The Ada compiler now accepts, but ignores, taint-related aspects for use by CodePeer, a static analysis tool.
The Ada compiler now parses and accepts three new aspects: Taint_Sanitizer, Taint_Sink, and Taint_Source. These aspects are intended for use with CodePeer, a static analysis tool, to perform taint analysis. The compiler front end ignores these aspects during semantic analysis, and they are not documented in the GNAT RM.
In Details
This change introduces three new aspects to the Aspect_Id enumeration type in aspects.ads: Taint_Sanitizer, Taint_Sink, and Taint_Source. The compiler accepts aspect specifications for these aspects, but they are not semantically analyzed. The primary changes are in aspects.ads, exp_prag.adb, sem_ch13.adb, sem_util.adb, and snames.ads-tmpl.
For Context
Static analysis tools can help find bugs and security vulnerabilities by examining code without running it.
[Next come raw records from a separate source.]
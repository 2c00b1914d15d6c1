use chrono::{DateTime, Utc};
use serde::{Deserialize, Serialize};

/// Session lifecycle state machine:
///
/// ```text
///  (create)─► Active ─(complete)─► Completed
///                │
///                ├─(abort)───────► Aborted
///                │
///                └─(pause)───────► Paused ──(resume)──► Active
/// ```
#[derive(Debug, Clone, Copy, PartialEq, Eq, Serialize, Deserialize)]
#[serde(rename_all = "snake_case")]
pub enum SessionStatus {
    Active,
    Completed,
    Paused,
    Aborted,
}

impl SessionStatus {
    pub fn as_str(&self) -> &'static str {
        match self {
            Self::Active => "active",
            Self::Completed => "completed",
            Self::Paused => "paused",
            Self::Aborted => "aborted",
        }
    }

    pub fn parse(s: &str) -> Option<Self> {
        Some(match s {
            "active" => Self::Active,
            "completed" => Self::Completed,
            "paused" => Self::Paused,
            "aborted" => Self::Aborted,
            _ => return None,
        })
    }

    /// `true` for the terminal states: `endTime` is set iff status is
    /// one of these.
    pub fn is_terminal(&self) -> bool {
        matches!(self, Self::Completed | Self::Aborted)
    }
}

#[derive(Debug, Clone, Copy, PartialEq, Eq, Serialize, Deserialize)]
#[serde(rename_all = "snake_case")]
pub enum ProgressType {
    Info,
    Milestone,
    Issue,
    Solution,
}

impl ProgressType {
    pub fn as_str(&self) -> &'static str {
        match self {
            Self::Info => "info",
            Self::Milestone => "milestone",
            Self::Issue => "issue",
            Self::Solution => "solution",
        }
    }

    pub fn parse(s: &str) -> Option<Self> {
        Some(match s {
            "info" => Self::Info,
            "milestone" => Self::Milestone,
            "issue" => Self::Issue,
            "solution" => Self::Solution,
            _ => return None,
        })
    }
}

/// One append-only entry in a session's progress log.
#[derive(Debug, Clone, Serialize, Deserialize, PartialEq)]
pub struct ProgressEntry {
    pub progress_type: ProgressType,
    pub timestamp: DateTime<Utc>,
    pub message: String,
}

/// A bounded work interval with an append-only progress log and a
/// terminal outcome.
#[derive(Debug, Clone, Serialize, Deserialize, PartialEq)]
pub struct Session {
    pub id: String,
    pub project_id: String,
    pub task_description: String,
    pub status: SessionStatus,
    pub start_time: DateTime<Utc>,
    pub end_time: Option<DateTime<Utc>>,
    pub outcome: Option<String>,
    pub summary: Option<String>,
    pub tags: Vec<String>,
    pub progress: Vec<ProgressEntry>,
}

#[cfg(test)]
mod tests {
    use super::*;

    #[test]
    fn terminal_states() {
        assert!(SessionStatus::Completed.is_terminal());
        assert!(SessionStatus::Aborted.is_terminal());
        assert!(!SessionStatus::Active.is_terminal());
        assert!(!SessionStatus::Paused.is_terminal());
    }

    #[test]
    fn status_round_trips() {
        for s in [
            SessionStatus::Active,
            SessionStatus::Completed,
            SessionStatus::Paused,
            SessionStatus::Aborted,
        ] {
            assert_eq!(SessionStatus::parse(s.as_str()), Some(s));
        }
    }
}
One technique is taint analysis: tracking data from potentially untrusted sources (e.g. user input) as it flows through the program. This commit adds support for new 'aspects' (annotations) to the Ada language that will be used by the CodePeer static analysis tool to perform taint analysis. The compiler will recognize these aspects but ignore them, allowing CodePeer to use them for its analysis.